Disentangling variation factors in audio samples

ATIAM's Master computer science project. Its main purpose is to get students to actually do machine learning.

The project

Our goal is to build a model that will build its own representation of an audio dataset. In this case, we designed a "toy dataset" and we're trying to get the net to fit the dimensions we design the dataset with. We tested the behaviour of our models with the MNIST dataset (http://yann.lecun.com/exdb/mnist/).

Team

This project is part of the Master ATIAM at UPMC-IRCAM-Télécom ParisTech

Toy Dataset

We first used this list of feature to build it, using additive synthesis (see audioEngine class) is:

  • Fundamental frequency
  • Spectral slope
  • Signal to Noise Ratio (SNR)
  • Harmonic presence (all, odd only, even only)
  • Inharmonicity

After a few tries on spectrograms, we conclueded that some of the features were too complex for the model to understand, and the SNR parameter was making the net not converge. So we ended up using this list of features:

  • Fundamental frequency: 100 to 1000 Hz, every 50Hz
  • Spectral slope: -0.1 to -0.9 every 0.1
  • Inharmonicity: 0 to 1 every 0.1
  • Exponential time decay: 0 to 10 every 1

The generateParameterSpace module gets a default dictionary that specifies those values (start, stop, increment). It generates a cardinal product (permutations) between every sampled dimension. The dataset can get huge pretty quickly. A list of parameters is then given to the AudioEngine object that renders audio, spectrograms and CQT for every list of parameters.

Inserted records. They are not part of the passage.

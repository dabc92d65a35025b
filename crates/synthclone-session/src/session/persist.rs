//! Creating, loading, saving and unloading session directories.

use std::fs;
use std::path::Path;
use std::rc::Rc;
use std::sync::Arc;

use serde_json::Value;
use synthclone_core::{
    ComponentRecord, ParticipantKey, ParticipantRecord, PropertyVisibility, SAMPLE_DIRECTORY_NAME,
    SAMPLE_STAGING_DIRECTORY_NAME, Sample, SampleRecord, SessionConfig, SessionDocument,
    SessionError, SessionResult, SessionState, Zone, ZoneRecord, validate_channel_count,
};

use super::Session;
use crate::participant::Participant;

/// Holds the previous sample directory while a save swaps in the new one.
const SAMPLE_BACKUP_DIRECTORY_NAME: &str = ".samples-previous";

/// Component records grouped by kind, as handed to creators on load.
#[derive(Clone, Copy)]
enum RecordKind {
    Effect,
    Sampler,
    Target,
}

impl Session {
    /// Check whether `dir` holds a session.
    pub fn is_session_directory(dir: &Path) -> bool {
        SessionDocument::exists(dir)
    }

    /// Write an empty session into `config.directory` and load it.
    pub fn create_session(&self, config: &SessionConfig) -> SessionResult<()> {
        self.begin_change("create a session");
        if self.state() != SessionState::NotLoaded {
            return Err(SessionError::SessionAlreadyLoaded);
        }
        let dir = config.directory.as_path();
        if SessionDocument::exists(dir) {
            return Err(SessionError::SessionExists {
                path: dir.to_path_buf(),
            });
        }
        let rate = config.rate()?;
        let channels = validate_channel_count(config.channel_count)?;
        fs::create_dir_all(dir).map_err(|e| SessionError::io(dir, e))?;
        SessionDocument::new(rate, channels).write(dir)?;
        tracing::info!(target: "session", directory = %dir.display(), "session created");
        self.load_session(dir)
    }

    /// Load the session in `dir`.
    ///
    /// Participants saved as active are activated with their saved state,
    /// then asked to restore the components they created. Records whose
    /// participant is missing are kept and written back on the next save.
    pub fn load_session(&self, dir: &Path) -> SessionResult<()> {
        self.begin_change("load a session");
        if self.state() != SessionState::NotLoaded {
            return Err(SessionError::SessionAlreadyLoaded);
        }
        let doc = SessionDocument::read(dir).inspect_err(|err| self.report_error(err.to_string()))?;

        self.data.borrow_mut().directory = Some(dir.to_path_buf());
        self.set_state(SessionState::Loading);
        self.apply_document(dir, doc);
        self.set_state(SessionState::LoadedClean);
        tracing::info!(target: "session", directory = %dir.display(), "session loaded");
        Ok(())
    }

    fn apply_document(&self, dir: &Path, doc: SessionDocument) {
        let SessionDocument {
            sample_rate,
            sample_channel_count,
            visibility,
            zones,
            participants,
            effects,
            targets,
            sampler,
            selected_effect,
            selected_target,
            ..
        } = doc;

        if let Err(err) = self
            .set_sample_rate(sample_rate.map(|r| r.hz()))
            .and_then(|()| self.set_sample_channel_count(sample_channel_count))
        {
            self.report_error(err.to_string());
        }
        for (field, visible) in self.visibility().changes_to(&visibility) {
            self.set_property_visible(field, visible);
        }

        for record in zones {
            let zone = self.restore_zone(dir, &record);
            self.insert_zone(zone, record.selected, None);
        }

        for record in participants {
            let Some(key) = self.find_participant(record.id.as_str()) else {
                tracing::warn!(target: "session", participant = %record.id, "saved participant is not registered");
                self.data.borrow_mut().orphans.participants.push(record);
                continue;
            };
            if record.active {
                if !self.is_participant_active(key) {
                    self.activate_participant_with(key, record.state);
                }
            } else if let Some(entry) = self.data.borrow_mut().participants.get_mut(&key) {
                entry.saved_state = record.state;
            }
        }

        for record in effects {
            self.restore_component(RecordKind::Effect, record);
        }
        for record in targets {
            self.restore_component(RecordKind::Target, record);
        }
        if let Some(record) = sampler {
            self.restore_component(RecordKind::Sampler, record);
        }

        if let Some(id) = selected_effect.and_then(|i| self.effect_at(i)) {
            self.set_selected_effect(Some(id));
        }
        if let Some(id) = selected_target.and_then(|i| self.target_at(i)) {
            self.set_selected_target(Some(id));
        }
    }

    fn restore_zone(&self, dir: &Path, record: &ZoneRecord) -> Zone {
        let mut zone = record.zone.clone();
        let read = |sample: &Option<SampleRecord>| -> Option<Arc<Sample>> {
            let sample = sample.as_ref()?;
            match sample.read(dir) {
                Ok(sample) => Some(Arc::new(sample)),
                Err(err) => {
                    self.report_error(err.to_string());
                    None
                }
            }
        };
        zone.dry_sample = read(&record.dry_sample);
        zone.wet_sample = read(&record.wet_sample);
        zone
    }

    fn restore_component(&self, kind: RecordKind, record: ComponentRecord) {
        let context = self
            .find_participant(record.participant.as_str())
            .and_then(|key| Some((self.context(key)?, self.participant(key)?)));
        let Some((context, participant)) = context else {
            tracing::warn!(target: "session", participant = %record.participant, "no active participant to restore component");
            let mut data = self.data.borrow_mut();
            match kind {
                RecordKind::Effect => data.orphans.effects.push(record),
                RecordKind::Target => data.orphans.targets.push(record),
                RecordKind::Sampler => data.orphans.sampler = Some(record),
            }
            return;
        };
        match kind {
            RecordKind::Effect => participant.restore_effect(&context, &record.state),
            RecordKind::Target => participant.restore_target(&context, &record.state),
            RecordKind::Sampler => participant.restore_sampler(&context, &record.state),
        }
    }

    /// Save to the session's own directory.
    pub fn save_session(&self) -> SessionResult<()> {
        let dir = self.directory().ok_or(SessionError::SessionNotLoaded)?;
        self.save_to(&dir)
    }

    /// Save to `dir`, which becomes the session directory.
    pub fn save_session_as(&self, dir: &Path) -> SessionResult<()> {
        if self.directory().as_deref() != Some(dir) && SessionDocument::exists(dir) {
            return Err(SessionError::SessionExists {
                path: dir.to_path_buf(),
            });
        }
        fs::create_dir_all(dir).map_err(|e| SessionError::io(dir, e))?;
        self.save_to(dir)
    }

    fn save_to(&self, dir: &Path) -> SessionResult<()> {
        self.begin_change("save the session");
        let previous = self.state();
        if !previous.is_loaded() {
            return Err(SessionError::SessionNotLoaded);
        }
        self.data.borrow_mut().directory = Some(dir.to_path_buf());
        self.set_state(SessionState::Saving);
        match self.write_session(dir) {
            Ok(()) => {
                self.set_state(SessionState::LoadedClean);
                tracing::info!(target: "session", directory = %dir.display(), "session saved");
                Ok(())
            }
            Err(err) => {
                self.set_state(previous);
                self.report_error(err.to_string());
                Err(err)
            }
        }
    }

    /// Write sample files into a staging directory, then swap them in and
    /// replace the session file. The previous save stays intact until every
    /// sample is written.
    fn write_session(&self, dir: &Path) -> SessionResult<()> {
        let staging = dir.join(SAMPLE_STAGING_DIRECTORY_NAME);
        let result = self
            .build_document(&staging)
            .and_then(|doc| commit_save(dir, &staging, &doc));
        if result.is_err()
            && staging.is_dir()
            && let Err(err) = fs::remove_dir_all(&staging)
        {
            tracing::warn!(target: "session", path = %staging.display(), %err, "failed to remove staged samples");
        }
        result
    }

    fn build_document(&self, staging: &Path) -> SessionResult<SessionDocument> {
        if staging.is_dir() {
            fs::remove_dir_all(staging).map_err(|e| SessionError::io(staging, e))?;
        }
        fs::create_dir(staging).map_err(|e| SessionError::io(staging, e))?;

        let mut doc = {
            let data = self.data.borrow();
            let mut doc = SessionDocument::new(data.sample_rate, data.channel_count);
            doc.visibility = data.visibility.clone();
            doc.selected_effect = data
                .selected_effect
                .and_then(|id| data.effects.get_index_of(&id));
            doc.selected_target = data
                .selected_target
                .and_then(|id| data.targets.get_index_of(&id));
            doc
        };

        let zones: Vec<(Zone, bool)> = self
            .data
            .borrow()
            .zones
            .values()
            .map(|e| (e.zone.clone(), e.selected))
            .collect();
        for (index, (zone, selected)) in zones.into_iter().enumerate() {
            let dry_sample = zone
                .dry_sample
                .as_deref()
                .map(|s| SampleRecord::write_in(staging, format!("zone-{index}-dry.f32"), s))
                .transpose()?;
            let wet_sample = zone
                .wet_sample
                .as_deref()
                .map(|s| SampleRecord::write_in(staging, format!("zone-{index}-wet.f32"), s))
                .transpose()?;
            doc.zones.push(ZoneRecord {
                zone,
                selected,
                dry_sample,
                wet_sample,
            });
        }

        let participants: Vec<_> = self
            .data
            .borrow()
            .participants
            .values()
            .map(|e| {
                (
                    e.id.clone(),
                    e.active,
                    Rc::clone(&e.participant),
                    e.saved_state.clone(),
                )
            })
            .collect();
        for (id, active, participant, saved_state) in participants {
            let state = if active {
                participant.state()
            } else {
                saved_state
            };
            doc.participants.push(ParticipantRecord { id, active, state });
        }

        let effects: Vec<_> = self
            .data
            .borrow()
            .effects
            .iter()
            .map(|(id, e)| (*id, e.creator))
            .collect();
        for (effect, creator) in effects {
            if let Some(record) = self.component_record(creator, |p| p.effect_state(effect)) {
                doc.effects.push(record);
            }
        }
        let targets: Vec<_> = self
            .data
            .borrow()
            .targets
            .iter()
            .map(|(id, e)| (*id, e.creator))
            .collect();
        for (target, creator) in targets {
            if let Some(record) = self.component_record(creator, |p| p.target_state(target)) {
                doc.targets.push(record);
            }
        }
        let sampler = self
            .data
            .borrow()
            .sampler
            .as_ref()
            .map(|(id, e)| (*id, e.creator));
        if let Some((sampler, creator)) = sampler {
            doc.sampler = self.component_record(creator, |p| p.sampler_state(sampler));
        }

        let data = self.data.borrow();
        doc.participants
            .extend(data.orphans.participants.iter().cloned());
        doc.effects.extend(data.orphans.effects.iter().cloned());
        doc.targets.extend(data.orphans.targets.iter().cloned());
        if doc.sampler.is_none() {
            doc.sampler = data.orphans.sampler.clone();
        }
        Ok(doc)
    }

    fn component_record(
        &self,
        creator: ParticipantKey,
        state: impl FnOnce(&dyn Participant) -> Value,
    ) -> Option<ComponentRecord> {
        let participant = self.participant(creator)?;
        let id = self.participant_id(creator)?;
        Some(ComponentRecord {
            participant: id,
            state: state(participant.as_ref()),
        })
    }

    /// Unload the session: deactivate every participant and drop zones and
    /// jobs.
    pub fn unload_session(&self) -> SessionResult<()> {
        self.begin_change("unload the session");
        if !self.state().is_loaded() {
            return Err(SessionError::SessionNotLoaded);
        }
        self.set_state(SessionState::Unloading);

        for key in self.participant_keys().into_iter().rev() {
            if self.is_participant_active(key) {
                self.deactivate_participant(key);
            }
        }
        self.discard_all_jobs();
        let zones: Vec<_> = self.data.borrow().zones.keys().copied().collect();
        for zone in zones.into_iter().rev() {
            self.remove_zone(zone);
        }
        for (field, visible) in self
            .visibility()
            .changes_to(&PropertyVisibility::default())
        {
            self.set_property_visible(field, visible);
        }
        self.set_sample_rate(None)?;

        {
            let mut data = self.data.borrow_mut();
            data.orphans = Default::default();
            for entry in data.participants.values_mut() {
                entry.saved_state = Value::Null;
            }
        }
        self.set_state(SessionState::NotLoaded);
        self.data.borrow_mut().directory = None;
        tracing::info!(target: "session", "session unloaded");
        Ok(())
    }

    /// Unload the session if one is loaded and flag the host to quit.
    pub fn quit_session(&self) -> SessionResult<()> {
        if self.state().is_loaded() {
            self.unload_session()?;
        }
        self.data.borrow_mut().quit_requested = true;
        tracing::info!(target: "session", "quit requested");
        Ok(())
    }
}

Here is a list of CQT randomly taken from the dataset:

CQT

Everything else is explained in the toyDataset README.

Models

Models are contained in the framework folder. Further details in the Framework README.

MNIST: VAE behaviour

When beta is set to 1, we obtain a simple VAE. Here you can see a visualization of the latent space. Latent space, beta=1

MNIST: beta-VAE behaviour for differents Beta values

The effect of beta is to force the disentanglement of visual factors. Here you can see that the net uses one latent dimension for number, and not for lower level features (line, curve, angle for instance).

Latent space, beta = 4 Latent space, beta = 8

Install requirements

pip install -r requirements.txt